Pour toi séraphin, rumine la beauté.

 

Nedjma ou le poème ou le couteau!

 

Nous avions préparé deux verres de sang Nedjma ouvrait ses yeux parmi les arbres

Un luth faisait mousser les plaines et les transformait en jardins

Noirs comme du sang qui aurait absorbé le soleil

J'avais Nedjma sous le cœur frais humais des bancs de chair précieuse

Nedjma depuis que nous rêvons bien des astres nous ont Suivis...

Je t'avais prévue immortelle ainsi que l'air et l'inconnu

Et voilà que tu meurs et que je me perds et que tu ne peux me demander de pleurer ...

Où sont Nedjma les nuits sèches nous les portions sur notre dos pour abriter d'autres sommeils!

La fontaine où les saints galvanisaient les « bendirs »

La mosquée pour penser la blanche lisse comme un chiffon de Soie

La mer sifflée sur les visages grâce à des lunes suspendues dans l'eau telles des boules de peau de givre

C'était ce poème d'Arabie Nedjma qu'il fallait conserver!

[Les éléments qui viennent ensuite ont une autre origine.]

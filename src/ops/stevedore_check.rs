//! Implementation of `stevedore check`.
//!
//! Unlike `plan`, a check keeps going after a builder fails so every
//! misconfigured target is reported in one run.

use rayon::prelude::*;

use crate::builder::errors::BuildError;
use crate::hook::pass::with_jobs;
use crate::hook::BuildPass;

/// Outcome of checking every target in a pass.
#[derive(Debug, Default)]
pub struct CheckReport {
    /// Number of targets whose builder ran
    pub checked: usize,

    /// Failures, sorted by subsystem then target
    pub failures: Vec<(String, BuildError)>,
}

impl CheckReport {
    /// True when every builder produced an action.
    pub fn is_ok(&self) -> bool {
        self.failures.is_empty()
    }
}

/// Invoke every registered builder and collect the ones that fail.
///
/// `jobs` sizes a pool for this call only, as in [`BuildPass::build_all`].
pub fn check(pass: &BuildPass, jobs: Option<usize>) -> CheckReport {
    let targets = pass.targets();
    let failures: Vec<(String, BuildError)> = with_jobs(jobs, || {
        targets
            .par_iter()
            .filter_map(|summary| {
                pass.build_target(&summary.name)
                    .err()
                    .map(|e| (format!("{}:{}", summary.subsystem, summary.name), e))
            })
            .collect()
    });

    tracing::debug!(
        "Checked {} target(s), {} failed",
        targets.len(),
        failures.len()
    );

    CheckReport {
        checked: targets.len(),
        failures,
    }
}

#[cfg(test)]
mod tests {
    use std::sync::Arc;

    use super::*;
    use crate::builder::config::BuilderConfig;
    use crate::builder::default::StandardBuilder;
    use crate::builder::errors::{BuilderError, RegistryError};
    use crate::hook::{HookContext, PreBuildHook};
    use crate::subsystems::InterpolateHook;

    struct Broken;

    impl PreBuildHook for Broken {
        fn subsystem(&self) -> &str {
            "broken"
        }

        fn pre_build(&self, ctx: &mut HookContext<'_>) -> Result<(), RegistryError> {
            ctx.register_builder(
                "no_lang",
                BuilderConfig::parse("CLIB", "build-shared-extension"),
            )?;
            ctx.register_builder(
                "typo",
                BuilderConfig::parse("CLIB", "compile-C compile-Fortrn"),
            )?;
            ctx.register_builder("fine", BuilderConfig::parse("CLIB", "compile-C"))
        }
    }

    #[test]
    fn test_clean_pass() {
        let mut pass = BuildPass::new(Arc::new(StandardBuilder::new()));
        pass.run_hook(&InterpolateHook).unwrap();
        let report = check(&pass, None);
        assert!(report.is_ok());
        assert_eq!(report.checked, 6);
    }

    #[test]
    fn test_reports_every_failure() {
        let mut pass = BuildPass::new(Arc::new(StandardBuilder::new()));
        pass.run_hook(&Broken).unwrap();
        let report = check(&pass, None);

        assert!(!report.is_ok());
        assert_eq!(report.checked, 3);
        let labels: Vec<_> = report.failures.iter().map(|(l, _)| l.as_str()).collect();
        assert_eq!(labels, vec!["broken:no_lang", "broken:typo"]);
        assert!(matches!(
            report.failures[1].1,
            BuildError::Builder(BuilderError::UnknownFeature { ref tag, .. })
                if tag == "compile-Fortrn"
        ));
    }

    #[test]
    fn test_jobs_apply_per_call() {
        let mut pass = BuildPass::new(Arc::new(StandardBuilder::new()));
        pass.run_hook(&Broken).unwrap();

        let first = check(&pass, Some(1));
        let second = check(&pass, Some(3));
        assert_eq!(first.checked, second.checked);
        assert_eq!(first.failures.len(), 2);
        assert_eq!(second.failures.len(), 2);
    }
}
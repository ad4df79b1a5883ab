//! Configuration file support for stevedore.
//!
//! Two configuration file locations are read:
//! - Global: `config.toml` in the platform config directory - user-wide defaults
//! - Project: `.stevedore/config.toml` next to the manifest - project overrides
//!
//! Project config takes precedence over global config.

use std::path::{Path, PathBuf};

use anyhow::{Context, Result};
use serde::{Deserialize, Serialize};

/// stevedore configuration.
#[derive(Debug, Clone, Default, Serialize, Deserialize)]
#[serde(default)]
pub struct Config {
    /// Feature vocabulary settings
    pub features: FeaturesConfig,

    /// Build settings
    pub build: BuildConfig,
}

/// Feature vocabulary configuration.
#[derive(Debug, Clone, Default, Serialize, Deserialize)]
#[serde(default)]
pub struct FeaturesConfig {
    /// Tags the host supports beyond the well-known vocabulary
    pub extra: Vec<String>,
}

/// Build-related configuration.
#[derive(Debug, Clone, Default, Serialize, Deserialize)]
#[serde(default)]
pub struct BuildConfig {
    /// Default number of parallel jobs for resolution (None = auto-detect)
    pub jobs: Option<usize>,
}

impl Config {
    /// Load configuration from a file.
    pub fn load(path: &Path) -> Result<Self> {
        let contents = std::fs::read_to_string(path)
            .with_context(|| format!("failed to read config file: {}", path.display()))?;

        toml::from_str(&contents)
            .with_context(|| format!("failed to parse config file: {}", path.display()))
    }

    /// Load configuration with fallback to defaults if the file is missing or broken.
    pub fn load_or_default(path: &Path) -> Self {
        if path.exists() {
            Self::load(path).unwrap_or_else(|e| {
                tracing::warn!("Failed to load config from {}: {:#}", path.display(), e);
                Self::default()
            })
        } else {
            Self::default()
        }
    }

    /// Merge another config into this one (other takes precedence).
    ///
    /// Extra feature tags accumulate rather than replace.
    pub fn merge(&mut self, other: Config) {
        for tag in other.features.extra {
            if !self.features.extra.contains(&tag) {
                self.features.extra.push(tag);
            }
        }

        if other.build.jobs.is_some() {
            self.build.jobs = other.build.jobs;
        }
    }
}

/// Load merged configuration from global and project locations.
///
/// Order of precedence (highest to lowest):
/// 1. Project config (.stevedore/config.toml)
/// 2. Global config
/// 3. Defaults
pub fn load_config(global_path: Option<&Path>, project_path: &Path) -> Config {
    let mut config = Config::default();

    if let Some(global_path) = global_path {
        config.merge(Config::load_or_default(global_path));
    }

    config.merge(Config::load_or_default(project_path));

    config
}

/// Get the project config path (.stevedore/config.toml).
pub fn project_config_path(project_root: &Path) -> PathBuf {
    project_root.join(".stevedore").join("config.toml")
}

#[cfg(test)]
mod tests {
    use super::*;
    use tempfile::TempDir;

    #[test]
    fn test_missing_files_give_defaults() {
        let tmp = TempDir::new().unwrap();
        let config = load_config(None, &project_config_path(tmp.path()));
        assert!(config.features.extra.is_empty());
        assert!(config.build.jobs.is_none());
    }

    #[test]
    fn test_project_overrides_global() {
        let tmp = TempDir::new().unwrap();
        let global = tmp.path().join("global.toml");
        std::fs::write(
            &global,
            "[features]\nextra = [\"cython\"]\n\n[build]\njobs = 2\n",
        )
        .unwrap();

        let project = project_config_path(tmp.path());
        std::fs::create_dir_all(project.parent().unwrap()).unwrap();
        std::fs::write(
            &project,
            "[features]\nextra = [\"pythran\", \"cython\"]\n\n[build]\njobs = 8\n",
        )
        .unwrap();

        let config = load_config(Some(&global), &project);
        assert_eq!(config.features.extra, vec!["cython", "pythran"]);
        assert_eq!(config.build.jobs, Some(8));
    }

    #[test]
    fn test_broken_file_falls_back() {
        let tmp = TempDir::new().unwrap();
        let path = tmp.path().join("config.toml");
        std::fs::write(&path, "[build\njobs = ").unwrap();

        assert!(Config::load(&path).is_err());
        let config = Config::load_or_default(&path);
        assert!(config.build.jobs.is_none());
    }
}
//! Starting, stopping and exit handling.
//!
//! Everything here runs with the lifecycle lock held by the caller.

use super::{BoxFuture, Inner, RunState};
use crate::error::SupervisorResult;
use crate::status::SupervisorPhase;
use chrono::Local;
use gsv_process_control::{LaunchedProcess, ProcessEvents, ProcessExit, ProcessHandle};
use gsv_remote::{commands, RemoteCommandChannel};
use gsv_resource_monitor::ResourceSampler;
use gsv_task::DEFAULT_DESTROY_GRACE;
use std::future::Future;
use std::sync::Arc;
use std::time::Duration;
use tokio::time::{sleep, Instant};
use tokio_util::sync::CancellationToken;
use tracing::{debug, error, info, warn};

const COUNTDOWN_STEP: Duration = Duration::from_secs(1);

impl Inner {
    /// Launch a new run and connect the remote channel. No-op while running.
    pub(super) async fn start_locked(self: &Arc<Self>) -> SupervisorResult<()> {
        {
            let mut st = self.state.lock();
            if st.running {
                debug!("Server already running");
                return Ok(());
            }
            st.phase = SupervisorPhase::Starting;
        }

        let spec = self.launch_spec();
        info!("Starting server: {}", spec.program.display());

        let LaunchedProcess { handle, events } = match self.launcher.launch(&spec).await {
            Ok(launched) => launched,
            Err(e) => {
                error!("Failed to start server: {}", e);
                self.state.lock().phase = SupervisorPhase::Stopped;
                return Err(e.into());
            }
        };

        let pid = handle.pid();
        let sampler = pid.map(|pid| self.start_sampler(pid));
        let timers = CancellationToken::new();

        let run_id = {
            let mut st = self.state.lock();
            st.run_id += 1;
            st.running = true;
            st.phase = SupervisorPhase::Running;
            st.process = Some(Arc::clone(&handle));
            st.sampler = sampler;
            st.timers = Some(timers.clone());
            st.uptime_since = Some(Instant::now());
            st.uptime = Duration::ZERO;
            st.server_version = None;
            st.last_sample = None;
            st.shutdown_epoch = *self.shutdowns.borrow();
            st.run_id
        };
        info!(run_id, pid = ?pid, "Server started");

        self.spawn_run_tasks(run_id, events);
        self.arm_timers(&timers);

        sleep(self.config.startup_grace).await;
        self.connect_remote().await;
        Ok(())
    }

    fn start_sampler(&self, pid: u32) -> ResourceSampler {
        let sampler = ResourceSampler::for_pid(pid, Arc::clone(&self.probe), self.config.sampler_interval);
        if let Err(e) = sampler.run() {
            warn!("Resource sampler for pid {} not started: {}", pid, e);
        }
        sampler
    }

    /// Forward output to the log and watch for the exit of run `run_id`.
    fn spawn_run_tasks(self: &Arc<Self>, run_id: u64, events: ProcessEvents) {
        let ProcessEvents {
            started,
            mut output,
            mut errors,
            exit,
        } = events;

        tokio::spawn(async move {
            if let Ok(pid) = started.await {
                debug!(run_id, pid = ?pid, "Server process reported start");
            }
        });

        tokio::spawn(async move {
            while let Some(line) = output.recv().await {
                if !line.trim().is_empty() {
                    info!("[server] {}", line);
                }
            }
        });

        tokio::spawn(async move {
            while let Some(line) = errors.recv().await {
                if !line.trim().is_empty() {
                    warn!("[server] {}", line);
                }
            }
        });

        let inner = Arc::downgrade(self);
        let watcher: BoxFuture = Box::pin(async move {
            let exit = match exit.await {
                Ok(exit) => exit,
                Err(_) => {
                    debug!(run_id, "Exit notification dropped");
                    return;
                }
            };
            if let Some(inner) = inner.upgrade() {
                inner.on_exit(run_id, exit).await;
            }
        });
        tokio::spawn(watcher);
    }

    /// Authenticate the remote channel and record the server version.
    ///
    /// Failures only degrade the run: without the channel, shutdown falls back
    /// to a forced stop.
    async fn connect_remote(&self) {
        let channel = match self.channel.lock().clone() {
            Some(channel) => channel,
            None => {
                debug!("No remote channel configured");
                return;
            }
        };

        let remote = &self.config.remote;
        if !channel.connect(remote.connect_attempts, remote.retry_delay).await {
            warn!("Remote channel unavailable, shutdown will force-stop the server");
            return;
        }

        match channel.execute(&commands::info(), false).await {
            Some(response) => match commands::parse_version(&response) {
                Some(version) => {
                    info!("Server version {}", version);
                    self.state.lock().server_version = Some(version);
                }
                None => warn!("Could not parse server version from {:?}", response),
            },
            None => warn!("Server info query failed"),
        }
    }

    /// End the current run.
    fn retire_run(&self, phase: SupervisorPhase) {
        let sampler = {
            let mut st = self.state.lock();
            st.running = false;
            st.phase = phase;
            st.process = None;
            quiesce(&mut st)
        };
        stop_sampler(sampler);
    }

    /// Exit watcher callback for run `run_id`.
    ///
    /// Exits of runs that already ended, or that a shutdown is stopping, are
    /// only logged.
    pub(super) async fn on_exit(self: Arc<Self>, run_id: u64, exit: ProcessExit) {
        let guard = self.lifecycle.lock().await;

        let epoch = {
            let st = self.state.lock();
            if !st.running || st.run_id != run_id {
                info!(run_id, "Server {} after it was stopped", exit);
                return;
            }
            st.shutdown_epoch
        };

        self.retire_run(SupervisorPhase::Stopped);

        match exit {
            ProcessExit::Unexpected { .. } => {
                drop(guard);
                self.recover_from_crash(run_id, epoch, exit).await;
            }
            ProcessExit::Normal if self.config.auto_live => {
                drop(guard);
                info!("Server exited, auto-live restart in {:?}", self.config.restart_delay);
                if self.unless_shutdown(epoch, sleep(self.config.restart_delay)).await.is_none() {
                    info!("Shutdown requested, auto-live restart abandoned");
                    return;
                }
                self.restart_unless_superseded(run_id, epoch).await;
            }
            ProcessExit::Normal => info!("Server exited normally"),
        }
    }

    /// Runs without the lifecycle lock, so an operator shutdown is never
    /// queued behind the restart prompt. Gives up once a shutdown newer
    /// than `epoch` arrives.
    async fn recover_from_crash(self: &Arc<Self>, run_id: u64, epoch: u64, exit: ProcessExit) {
        let crash_count = {
            let mut st = self.state.lock();
            st.crash_count += 1;
            st.last_crash = Some(Local::now());
            st.phase = SupervisorPhase::CrashRecovery;
            st.crash_count
        };
        error!(crash_count, "Server {}", exit);

        let decide = async {
            let restart = if self.config.auto_live {
                info!("Auto-live restart in {:?}", self.config.restart_delay);
                true
            } else {
                self.prompt.confirm_restart().await
            };
            if restart {
                sleep(self.config.restart_delay).await;
            }
            restart
        };

        let Some(restart) = self.unless_shutdown(epoch, decide).await else {
            info!("Shutdown requested, crash recovery abandoned");
            self.settle_recovery();
            return;
        };

        if !restart {
            info!("Restart declined");
            self.settle_recovery();
            sleep(self.config.restart_delay).await;
            self.request_exit(0);
            return;
        }

        self.restart_unless_superseded(run_id, epoch).await;
    }

    /// Drive `work` to completion unless an operator shutdown newer than
    /// `epoch` arrives first.
    async fn unless_shutdown<T>(&self, epoch: u64, work: impl Future<Output = T>) -> Option<T> {
        let mut shutdowns = self.shutdowns.subscribe();
        let shutdown_requested = async move {
            let _ = shutdowns.wait_for(|count| *count != epoch).await;
        };

        tokio::select! {
            value = work => Some(value),
            _ = shutdown_requested => None,
        }
    }

    /// Start a new run in place of `run_id`, unless anything started,
    /// stopped or shut down the server since that run ended.
    async fn restart_unless_superseded(self: &Arc<Self>, run_id: u64, epoch: u64) {
        let _guard = self.lifecycle.lock().await;
        let superseded = {
            let st = self.state.lock();
            st.running || st.run_id != run_id || *self.shutdowns.borrow() != epoch
        };
        if superseded {
            info!("Server state changed while waiting to restart, restart skipped");
            self.settle_recovery();
            return;
        }
        if let Err(e) = self.start_locked().await {
            error!("Restart failed: {}", e);
        }
    }

    /// Leave `CrashRecovery` once no restart will follow.
    fn settle_recovery(&self) {
        let mut st = self.state.lock();
        if st.phase == SupervisorPhase::CrashRecovery {
            st.phase = SupervisorPhase::Stopped;
        }
    }

    /// Stop the current run. No-op unless running.
    ///
    /// The run counts as ended from the first step, so the exit this causes is
    /// never treated as a crash.
    pub(super) async fn shutdown_locked(self: &Arc<Self>) -> SupervisorResult<()> {
        let (process, reboot, sampler) = {
            let mut st = self.state.lock();
            if !st.running {
                debug!("Server is not running, nothing to shut down");
                return Ok(());
            }
            st.phase = SupervisorPhase::Stopping;
            // Exits observed from here on belong to this shutdown
            st.running = false;
            let sampler = quiesce(&mut st);
            (st.process.clone(), st.reboot_in_progress, sampler)
        };
        stop_sampler(sampler);
        info!(reboot, "Shutting down server");

        if self.config.backup_on_shutdown {
            self.backup().await;
        }

        let result = match process {
            Some(process) => match self.authenticated_channel() {
                Some(channel) => self.graceful_stop(&channel, process.as_ref(), reboot).await,
                None => self.forced_stop(process.as_ref()).await,
            },
            None => Ok(()),
        };

        self.retire_run(SupervisorPhase::Stopped);
        info!("Server stopped");
        result
    }

    /// Announce a countdown over the remote channel and wait for the server
    /// to leave on its own, killing it only as a last resort.
    async fn graceful_stop(
        &self,
        channel: &RemoteCommandChannel,
        process: &dyn ProcessHandle,
        reboot: bool,
    ) -> SupervisorResult<()> {
        let wait = self.config.shutdown.wait.as_secs();
        let action = if reboot { "reboot" } else { "shut down" };

        let notice = format!("Server will {} in {} seconds", action, wait);
        if channel.execute(&commands::shutdown(wait, &notice), false).await.is_none() {
            warn!("Remote shutdown command failed, forcing stop");
            return self.forced_stop(process).await;
        }

        for remaining in (1..=wait).rev() {
            let message = format!("Server will {} in {} seconds", action, remaining);
            channel.execute(&commands::broadcast(&message), false).await;
            if process.wait_exit(COUNTDOWN_STEP).await.is_some() {
                info!("Server exited with {}s of countdown left", remaining - 1);
                return Ok(());
            }
        }

        let grace = self.config.shutdown.exit_grace;
        if process.wait_exit(grace).await.is_some() {
            return Ok(());
        }
        warn!("Server still running {:?} after the countdown, forcing stop", grace);
        self.forced_stop(process).await
    }

    async fn forced_stop(&self, process: &dyn ProcessHandle) -> SupervisorResult<()> {
        let timeout = self.config.shutdown.forced_stop_timeout;
        info!("Stopping server process (timeout {:?})", timeout);
        process.request_stop(None, timeout).await.map_err(|e| {
            error!("Failed to stop server: {}", e);
            e.into()
        })
    }
}

/// Cancel the run's timers, freeze its uptime and detach its sampler.
fn quiesce(st: &mut RunState) -> Option<ResourceSampler> {
    if let Some(timers) = st.timers.take() {
        timers.cancel();
    }
    if let Some(since) = st.uptime_since.take() {
        st.uptime = since.elapsed();
    }
    let sampler = st.sampler.take();
    if let Some(ref s) = sampler {
        st.last_sample = s.latest().or(st.last_sample);
    }
    sampler
}

fn stop_sampler(sampler: Option<ResourceSampler>) {
    if let Some(sampler) = sampler {
        sampler.pause();
        sampler.destroy(DEFAULT_DESTROY_GRACE);
    }
}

Nedjma je t'ai appris un diwan tout-puissant mais ma voix s'éboule je suis dans une musique déserte j'ai beau jeter ton cœur il me revient décomposé

Pourtant nous avions nom dans l'épopée nous avons parcouru le pays de complainte nous avons suivi les pleureuses quand elles riaient derrière le Nil...

Maintenant Alger nous sépare une sirène nous a rendu sourds un treuil sournois déracine ta beauté

Peut-être Nedjma que le charme est passé mais ton eau gicle sous mes yeux déférents!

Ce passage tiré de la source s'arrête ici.